_Task prompt_: Nothing but a number should be returned: the count of lines in the records that contain "impl".

Dataset entries

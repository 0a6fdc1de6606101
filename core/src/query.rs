use crate::json;
use crate::scheduler::WorkQueue;
use crate::search::{SearchResult, Searchable};
use crate::tokenizer::tokenize;
use anyhow::{Context, Result};
use parking_lot::Mutex;
use std::collections::btree_map::Entry;
use std::collections::{BTreeMap, BTreeSet};
use std::fs::File;
use std::io::{self, BufRead, BufReader};
use std::path::Path;
use std::sync::Arc;

pub type QueryResults = BTreeMap<String, Vec<SearchResult>>;

/// The sorted, duplicate-free term set of one query line.
pub fn query_terms(line: &str) -> BTreeSet<String> { tokenize(line).into_iter().collect() }

pub fn canonical_key(terms: &BTreeSet<String>) -> String {
    terms.iter().map(String::as_str).collect::<Vec<_>>().join(" ")
}

/// Hand each line of `reader` to `handle`. A line that is not valid UTF-8 is logged and
/// skipped; any other read error ends the loop and is returned. Returns the number of
/// lines handled.
fn read_lines(reader: &mut dyn BufRead, mut handle: impl FnMut(String)) -> Result<usize> {
    let mut handled = 0;
    for (number, line) in reader.lines().enumerate() {
        match line {
            Ok(line) => {
                handle(line);
                handled += 1;
            }
            Err(err) if err.kind() == io::ErrorKind::InvalidData => {
                tracing::warn!(line = number + 1, error = %err, "skipping undecodable query line");
            }
            Err(err) => return Err(err).with_context(|| format!("reading query line {}", number + 1)),
        }
    }
    Ok(handled)
}

/// Reads a query source line by line and keeps one ranked result list per distinct query.
pub trait QueryEngine {
    fn parse_line(&mut self, line: &str, exact: bool);

    /// Run every line of `reader`. Blocks until all of them are answered.
    fn parse_lines(&mut self, reader: &mut dyn BufRead, exact: bool) -> Result<()>;

    fn results(&self) -> QueryResults;

    fn parse_file(&mut self, path: &Path, exact: bool) -> Result<()> {
        let f = File::open(path).with_context(|| format!("opening query file {}", path.display()))?;
        self.parse_lines(&mut BufReader::new(f), exact)
    }

    fn write_results(&self, path: &Path) -> Result<()> { json::write_pretty(&self.results(), path) }
}

/// Answers queries inline on the calling thread.
pub struct QueryParser<'a, I: Searchable> {
    index: &'a I,
    results: QueryResults,
}

impl<'a, I: Searchable> QueryParser<'a, I> {
    pub fn new(index: &'a I) -> Self { Self { index, results: QueryResults::new() } }
}

impl<I: Searchable> QueryEngine for QueryParser<'_, I> {
    fn parse_line(&mut self, line: &str, exact: bool) {
        let terms = query_terms(line);
        if terms.is_empty() {
            return;
        }
        if let Entry::Vacant(slot) = self.results.entry(canonical_key(&terms)) {
            slot.insert(self.index.search(&terms, exact));
        }
    }

    fn parse_lines(&mut self, reader: &mut dyn BufRead, exact: bool) -> Result<()> {
        let lines = read_lines(reader, |line| self.parse_line(&line, exact))?;
        tracing::info!(lines, queries = self.results.len(), "queries answered");
        Ok(())
    }

    fn results(&self) -> QueryResults { self.results.clone() }
}

/// Answers each query line as its own task on a [`WorkQueue`]. The first task to claim a
/// canonical query reserves its slot under the lock; later duplicates skip it.
pub struct ConcurrentQueryParser<I: Searchable + 'static> {
    index: Arc<I>,
    queue: Arc<WorkQueue>,
    results: Arc<Mutex<QueryResults>>,
}

impl<I: Searchable + 'static> ConcurrentQueryParser<I> {
    pub fn new(index: Arc<I>, queue: Arc<WorkQueue>) -> Self {
        Self { index, queue, results: Arc::new(Mutex::new(QueryResults::new())) }
    }

    fn submit_line(&self, line: String, exact: bool) {
        let index = Arc::clone(&self.index);
        let results = Arc::clone(&self.results);
        self.queue.submit(move || {
            answer(index.as_ref(), &results, &line, exact);
            Ok(())
        });
    }
}

fn answer<I: Searchable>(index: &I, results: &Mutex<QueryResults>, line: &str, exact: bool) {
    let terms = query_terms(line);
    if terms.is_empty() {
        return;
    }
    let key = canonical_key(&terms);
    {
        let mut results = results.lock();
        match results.entry(key.clone()) {
            Entry::Occupied(_) => return,
            Entry::Vacant(slot) => {
                slot.insert(Vec::new());
            }
        }
    }
    let ranked = index.search(&terms, exact);
    results.lock().insert(key, ranked);
}

impl<I: Searchable + 'static> QueryEngine for ConcurrentQueryParser<I> {
    fn parse_line(&mut self, line: &str, exact: bool) {
        self.submit_line(line.to_string(), exact);
        self.queue.finish();
    }

    /// Tasks already submitted are always waited for, even when reading stops early.
    fn parse_lines(&mut self, reader: &mut dyn BufRead, exact: bool) -> Result<()> {
        let read = read_lines(reader, |line| self.submit_line(line, exact));
        self.queue.finish();
        let lines = read?;
        tracing::info!(lines, queries = self.results.lock().len(), "queries answered");
        Ok(())
    }

    fn results(&self) -> QueryResults { self.results.lock().clone() }
}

_Answer to this problem_: 5